La cooperación militar, y tal vez una alianza militar entre Rusia y China en el futuro, puede estar en línea con los objetivos establecidos por los gobiernos de ambos países. Después de todo, las naciones comparten algunos desafíos y objetivos comunes. Por ejemplo, tanto Rusia como la RPC participan en una confrontación con Occidente, y la capacidad de confiar en un socio fuerte podría proporcionar el apoyo necesario durante las disputas políticas. Además, ambas naciones desean debilitar la influencia de Occidente en la región de Asia Pacífico (APAC). China tiene la intención de dominar en los océanos Pacífico e Índico por puro poderío militar y expulsar a las fuerzas occidentales de estas regiones. Rusia también está decidida a cumplir con su potencial y convertirse en una potencia por derecho propio en el Océano Pacífico.
Además, ambos países enfrentan el desafío de mantener la seguridad en Asia Central, donde la amenaza del terrorismo sigue siendo alta debido a la difícil situación económica en esta región y las guerras continuas que se desatan en Afganistán y Oriente Medio. La estabilidad de las fronteras del sur de Rusia y las fronteras occidentales de China, así como la implementación de la iniciativa económica y de transporte de la RPC, la Nueva Ruta de la Seda, dependen de la situación en los países de Asia Central.
Además, ambas naciones enfrentan sus propios desafíos y podrían ayudarse mutuamente a lidiar con ellos. Por ejemplo, una vez que las fuerzas occidentales abandonen APAC, China puede desear resolver por completo sus disputas territoriales prolongadas con India, Bután, Taiwán, Vietnam, Filipinas, Corea, Japón y otros. Y tal vez dependa de la ayuda de Rusia para hacerlo. La Federación de Rusia, a su vez, tendrá que llegar a un acuerdo con Japón sobre a quién pertenecen las Islas Kuriles. Ha habido discusiones en curso sobre este tema en los últimos años. Durante este período, Japón ha hecho una serie de declaraciones desacertadas y ha tomado algunas acciones provocativas.
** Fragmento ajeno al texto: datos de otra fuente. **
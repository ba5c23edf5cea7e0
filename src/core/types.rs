//! Core type aliases and re-exports

pub use glam::{DQuat, DVec3};

/// Standard Result type for scenerig
pub type Result<T> = std::result::Result<T, crate::core::error::Error>;
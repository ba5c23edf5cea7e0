//! Process-level flow: validate inputs, set up, run the viewer, shut down.

use crate::cli::Cli;
use crate::engine::SceneEngine;
use crate::setup::setup_scene;
use crate::viewer::{run_viewer, ViewerOptions};

/// Run the tool and return the process exit code.
///
/// The engine is only created once the scene path and rules have been validated.
pub fn run<E, F>(cli: &Cli, make_engine: F) -> i32
where
    E: SceneEngine,
    F: FnOnce(&Cli) -> E,
{
    let scene_path = cli.resolve_scene_path();
    log::info!("Using file path: {}", scene_path.display());

    if !scene_path.exists() {
        log::error!("File not found: {}", scene_path.display());
        log::error!("Please check the path and try again.");
        return 1;
    }

    let classifier = match cli.classifier_config() {
        Ok(config) => config,
        Err(e) => {
            log::error!("Error occurred: {}", e);
            log::error!("Please check your arguments and try again.");
            return 1;
        }
    };

    let mut engine = make_engine(cli);
    let options = cli.setup_options(classifier);
    if let Err(e) = setup_scene(&mut engine, &options) {
        log::error!("Error occurred: {}", e);
        log::error!("Please check your arguments and try again.");
        engine.close();
        return 1;
    }

    run_viewer(&mut engine, &ViewerOptions::default());

    let mut code = 0;
    if let Some(path) = &cli.export {
        match engine.export(path) {
            Ok(()) => crate::success!("Scene exported to {}", path.display()),
            Err(e) => {
                log::error!("Export failed: {}", e);
                code = 1;
            }
        }
    }

    engine.close();
    code
}
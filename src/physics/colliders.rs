//! Attaching collision and rigid-body capabilities to scene nodes
//!
//! Every function here checks for an existing marker before applying one, so
//! running them repeatedly over the same nodes never stacks duplicates.
//! Attribute values are overwritten in place.

use serde::{Deserialize, Serialize};

use crate::scene::node::{attr, AttrValue, SceneNodeId};
use crate::scene::SceneStage;

use super::{Approximation, Capability};

/// Attribute name for the optional angular damping override.
pub const ANGULAR_DAMPING: &str = "physxRigidBody:angularDamping";

/// Tuning applied alongside rigid-body dynamics.
#[derive(Clone, Debug, Default, PartialEq, Serialize, Deserialize)]
#[serde(default)]
pub struct RigidBodyOptions {
    /// Exclude the body from gravity.
    pub disable_gravity: bool,
    /// Angular damping override; engine default when absent.
    pub angular_damping: Option<f64>,
}

/// Add collision to every geometric primitive under (and including) `root`.
///
/// Gprims get a collision marker with collision enabled. Meshes additionally get
/// either the triangle-mesh marker (for [`Approximation::TriangleMesh`]) or a
/// mesh-collision marker carrying the approximation token.
pub fn add_colliders<S: SceneStage + ?Sized>(stage: &mut S, root: SceneNodeId, approximation: Approximation) {
    for id in stage.subtree(root) {
        let Some(kind) = stage.kind_of(id) else {
            continue;
        };

        if kind.is_gprim() {
            stage.apply_capability(id, Capability::Collision);
            stage.set_attribute(id, attr::COLLISION_ENABLED, AttrValue::Bool(true));
        }

        if kind.is_mesh() {
            if approximation == Approximation::TriangleMesh {
                stage.apply_capability(id, Capability::TriangleMeshCollision);
            } else {
                stage.apply_capability(id, Capability::MeshCollision);
                stage.set_attribute(id, attr::APPROXIMATION, AttrValue::token(approximation.as_str()));
            }
        }
    }
}

/// Attach rigid-body dynamics to a node that already collides.
///
/// Returns true if the rigid-body marker was newly attached. Nodes without a
/// collision marker are skipped with a warning.
pub fn add_rigid_body<S: SceneStage + ?Sized>(stage: &mut S, id: SceneNodeId, options: &RigidBodyOptions) -> bool {
    if !stage.has_capability(id, Capability::Collision) {
        log::warn!(
            "Node '{}' has no collision capability, skipping rigid body dynamics",
            stage.path_of(id).map(|p| p.as_str()).unwrap_or("<unknown>")
        );
        return false;
    }

    let attached = stage.apply_capability(id, Capability::RigidBody);
    stage.set_attribute(id, attr::RIGID_BODY_ENABLED, AttrValue::Bool(true));

    stage.apply_capability(id, Capability::PhysxRigidBody);
    stage.set_attribute(id, attr::DISABLE_GRAVITY, AttrValue::Bool(options.disable_gravity));
    if let Some(damping) = options.angular_damping {
        stage.set_attribute(id, ANGULAR_DAMPING, AttrValue::Double(damping));
    }

    attached
}
//! Collision approximation strategies

use std::fmt;
use std::str::FromStr;

use serde::{Deserialize, Serialize};

use crate::core::Error;

/// Geometric proxy the physics engine uses in place of the exact mesh.
#[derive(Clone, Copy, Debug, Default, PartialEq, Eq, Hash, Serialize, Deserialize, clap::ValueEnum)]
#[serde(rename_all = "camelCase")]
pub enum Approximation {
    #[value(name = "none")]
    None,
    #[value(name = "convexDecomposition")]
    ConvexDecomposition,
    #[default]
    #[value(name = "convexHull")]
    ConvexHull,
    #[value(name = "boundingSphere")]
    BoundingSphere,
    #[value(name = "boundingCube")]
    BoundingCube,
    #[value(name = "meshSimplification")]
    MeshSimplification,
    /// Exact triangle mesh; only valid for static colliders.
    #[value(name = "triangleMesh")]
    TriangleMesh,
}

impl Approximation {
    pub const ALL: [Approximation; 7] = [
        Approximation::None,
        Approximation::ConvexDecomposition,
        Approximation::ConvexHull,
        Approximation::BoundingSphere,
        Approximation::BoundingCube,
        Approximation::MeshSimplification,
        Approximation::TriangleMesh,
    ];

    /// Token stored in the `physics:approximation` attribute.
    pub fn as_str(self) -> &'static str {
        match self {
            Approximation::None => "none",
            Approximation::ConvexDecomposition => "convexDecomposition",
            Approximation::ConvexHull => "convexHull",
            Approximation::BoundingSphere => "boundingSphere",
            Approximation::BoundingCube => "boundingCube",
            Approximation::MeshSimplification => "meshSimplification",
            Approximation::TriangleMesh => "triangleMesh",
        }
    }
}

impl fmt::Display for Approximation {
    fn fmt(&self, f: &mut fmt::Formatter<'_>) -> fmt::Result {
        f.write_str(self.as_str())
    }
}

impl FromStr for Approximation {
    type Err = Error;

    fn from_str(s: &str) -> Result<Self, Self::Err> {
        Approximation::ALL
            .into_iter()
            .find(|a| a.as_str() == s)
            .ok_or_else(|| Error::Config(format!("unknown collision approximation '{}'", s)))
    }
}
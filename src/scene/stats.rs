//! Content statistics for a loaded scene

use super::node::SceneNodeId;
use super::stage::SceneStage;

/// Keywords used to bucket nodes when summarizing a scene.
#[derive(Clone, Debug)]
pub struct StatsKeywords {
    pub furniture: Vec<String>,
    pub decorative: Vec<String>,
}

impl Default for StatsKeywords {
    fn default() -> Self {
        Self {
            furniture: vec!["furniture".to_string()],
            decorative: ["scatter", "plant", "book", "decor"]
                .into_iter()
                .map(String::from)
                .collect(),
        }
    }
}

/// Node counts for a subtree. Keyword matching is case-insensitive.
#[derive(Clone, Copy, Debug, Default, PartialEq, Eq)]
pub struct SceneStats {
    pub total: usize,
    pub meshes: usize,
    pub furniture: usize,
    pub decorative: usize,
}

impl SceneStats {
    pub fn collect<S: SceneStage + ?Sized>(stage: &S, root: SceneNodeId, keywords: &StatsKeywords) -> Self {
        let mut stats = SceneStats::default();
        for id in stage.subtree(root) {
            stats.total += 1;
            if stage.kind_of(id).is_some_and(|k| k.is_mesh()) {
                stats.meshes += 1;
            }
            let name = stage.name_of(id).unwrap_or_default().to_lowercase();
            let any = |words: &[String]| words.iter().any(|w| name.contains(&w.to_lowercase()));
            if any(&keywords.furniture) {
                stats.furniture += 1;
            }
            if any(&keywords.decorative) {
                stats.decorative += 1;
            }
        }
        stats
    }
}

#[cfg(test)]
mod tests {
    use super::*;
    use crate::scene::node::NodeKind;
    use crate::scene::{NodePath, SceneGraph};

    #[test]
    fn test_collect_counts() {
        let mut graph = SceneGraph::new();
        let env = graph.define(&NodePath::new("/Environment").unwrap(), NodeKind::Xform).unwrap();
        for (path, kind) in [
            ("/Environment/FurnitureSet", NodeKind::Xform),
            ("/Environment/FurnitureSet/Chair", NodeKind::Mesh),
            ("/Environment/PottedPlant_2", NodeKind::Mesh),
            ("/Environment/BookStack", NodeKind::Mesh),
            ("/Environment/scatter_pebbles", NodeKind::Xform),
        ] {
            graph.define(&NodePath::new(path).unwrap(), kind).unwrap();
        }

        let stats = SceneStats::collect(&graph, env, &StatsKeywords::default());
        assert_eq!(
            stats,
            SceneStats {
                total: 6,
                meshes: 3,
                furniture: 1,
                decorative: 3,
            }
        );
    }
}
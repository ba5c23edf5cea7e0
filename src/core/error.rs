//! Error types for scenerig

use thiserror::Error;

/// Main error type for scene setup
#[derive(Debug, Error)]
pub enum Error {
    #[error("IO error: {0}")]
    Io(#[from] std::io::Error),

    #[error("Parse error: {0}")]
    Parse(#[from] serde_json::Error),

    #[error("Invalid node path '{0}'")]
    InvalidPath(String),

    #[error("Scene error: {0}")]
    Scene(String),

    #[error("Load error: {0}")]
    Load(String),

    #[error("Config error: {0}")]
    Config(String),
}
Por ejemplo, denotó a las Islas Kuriles como territorio japonés en los documentos de la Cumbre del G20, celebrada en Osaka en junio de 2019, y también publicó mapas que contienen la misma información que los documentos.
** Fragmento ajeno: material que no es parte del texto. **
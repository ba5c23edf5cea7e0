//! Hierarchical node paths (`/Environment/Chair_03`)

use std::fmt;
use std::str::FromStr;

use crate::core::{Error, Result};

/// Absolute, slash-separated path identifying a node in a scene graph.
///
/// The absolute root `/` is the pseudo-root and has no name.
#[derive(Clone, Debug, PartialEq, Eq, Hash, PartialOrd, Ord)]
pub struct NodePath(String);

impl NodePath {
    /// The pseudo-root path `/`.
    pub fn root() -> Self {
        Self("/".to_string())
    }

    /// Parse and validate an absolute path.
    pub fn new(path: impl Into<String>) -> Result<Self> {
        let path = path.into();
        if path == "/" {
            return Ok(Self::root());
        }
        if !path.starts_with('/') || path.ends_with('/') {
            return Err(Error::InvalidPath(path));
        }
        if path[1..].split('/').any(|segment| segment.is_empty()) {
            return Err(Error::InvalidPath(path));
        }
        Ok(Self(path))
    }

    pub fn as_str(&self) -> &str {
        &self.0
    }

    pub fn is_root(&self) -> bool {
        self.0 == "/"
    }

    /// Last path segment; empty for the pseudo-root.
    pub fn name(&self) -> &str {
        match self.0.rfind('/') {
            Some(idx) => &self.0[idx + 1..],
            None => &self.0,
        }
    }

    /// Parent path, or `None` for the pseudo-root.
    pub fn parent(&self) -> Option<NodePath> {
        if self.is_root() {
            return None;
        }
        match self.0.rfind('/') {
            Some(0) => Some(Self::root()),
            Some(idx) => Some(Self(self.0[..idx].to_string())),
            None => None,
        }
    }

    /// Path of a direct child named `name`.
    pub fn child(&self, name: &str) -> Result<NodePath> {
        if name.is_empty() || name.contains('/') {
            return Err(Error::InvalidPath(format!("{}/{}", self.0, name)));
        }
        if self.is_root() {
            Ok(Self(format!("/{}", name)))
        } else {
            Ok(Self(format!("{}/{}", self.0, name)))
        }
    }

    /// True if `self` equals `ancestor` or lies below it.
    pub fn has_prefix(&self, ancestor: &NodePath) -> bool {
        if ancestor.is_root() || self == ancestor {
            return true;
        }
        self.0.starts_with(&ancestor.0) && self.0[ancestor.0.len()..].starts_with('/')
    }
}

impl fmt::Display for NodePath {
    fn fmt(&self, f: &mut fmt::Formatter<'_>) -> fmt::Result {
        f.write_str(&self.0)
    }
}

impl FromStr for NodePath {
    type Err = Error;

    fn from_str(s: &str) -> Result<Self> {
        Self::new(s)
    }
}

#[cfg(test)]
mod tests {
    use super::*;

    #[test]
    fn test_parse_valid() {
        let path = NodePath::new("/Environment/Chair_03").unwrap();
        assert_eq!(path.name(), "Chair_03");
        assert_eq!(path.parent().unwrap().as_str(), "/Environment");
        assert_eq!(path.parent().unwrap().parent().unwrap(), NodePath::root());
        assert!(NodePath::root().parent().is_none());
    }

    #[test]
    fn test_parse_invalid() {
        assert!(NodePath::new("").is_err());
        assert!(NodePath::new("Environment").is_err());
        assert!(NodePath::new("/Environment/").is_err());
        assert!(NodePath::new("/Environment//Chair").is_err());
    }

    #[test]
    fn test_child() {
        let env = NodePath::root().child("Environment").unwrap();
        assert_eq!(env.as_str(), "/Environment");
        assert_eq!(env.child("rug_floor_01").unwrap().as_str(), "/Environment/rug_floor_01");
        assert!(env.child("a/b").is_err());
        assert!(env.child("").is_err());
    }

    #[test]
    fn test_has_prefix() {
        let env: NodePath = "/Environment".parse().unwrap();
        let chair: NodePath = "/Environment/Chair_03".parse().unwrap();
        let other: NodePath = "/EnvironmentB/Chair".parse().unwrap();

        assert!(chair.has_prefix(&env));
        assert!(env.has_prefix(&env));
        assert!(!other.has_prefix(&env));
        assert!(chair.has_prefix(&NodePath::root()));
    }
}
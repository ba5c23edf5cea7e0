//! Wall-clock throttling for periodic console output

use std::time::{Duration, Instant};

/// Fires at most once per interval.
///
/// The first firing happens one full interval after creation, never immediately.
pub struct ReminderTimer {
    last_fired: Instant,
    interval: Duration,
}

impl ReminderTimer {
    /// Create a timer that starts counting now.
    pub fn new(interval: Duration) -> Self {
        Self::starting_at(Instant::now(), interval)
    }

    /// Create a timer that starts counting at `start`.
    pub fn starting_at(start: Instant, interval: Duration) -> Self {
        Self {
            last_fired: start,
            interval,
        }
    }

    /// Returns true if at least one interval has passed since the last firing,
    /// and restarts the interval from `now` when it does.
    pub fn due(&mut self, now: Instant) -> bool {
        if now.saturating_duration_since(self.last_fired) >= self.interval {
            self.last_fired = now;
            true
        } else {
            false
        }
    }

    /// Configured interval
    pub fn interval(&self) -> Duration {
        self.interval
    }
}

#[cfg(test)]
mod tests {
    use super::*;

    #[test]
    fn test_not_due_before_interval() {
        let start = Instant::now();
        let mut timer = ReminderTimer::starting_at(start, Duration::from_secs(2));
        assert!(!timer.due(start));
        assert!(!timer.due(start + Duration::from_millis(1999)));
    }

    #[test]
    fn test_due_restarts_interval() {
        let start = Instant::now();
        let mut timer = ReminderTimer::starting_at(start, Duration::from_secs(2));

        let first = start + Duration::from_secs(2);
        assert!(timer.due(first));
        // Counting restarts from the firing time
        assert!(!timer.due(first + Duration::from_secs(1)));
        assert!(timer.due(first + Duration::from_millis(2500)));
    }

    #[test]
    fn test_long_stall_fires_once() {
        let start = Instant::now();
        let mut timer = ReminderTimer::starting_at(start, Duration::from_secs(2));
        let late = start + Duration::from_secs(30);
        assert!(timer.due(late));
        assert!(!timer.due(late));
    }
}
Quizás, uno de los objetivos de los ejercicios militares Vostok-2018 fue mostrar también el poderío militar de Rusia a sus oponentes japoneses y sus aliados occidentales. Y la participación de China en estos ejercicios solo sirvió para impulsar este punto aún más. Ahora que la cooperación militar entre Rusia y China está ganando un estatus más oficial, ninguno de los jugadores regionales debería tener dudas sobre la seriedad de las intenciones o capacidades de estas dos poderosas naciones.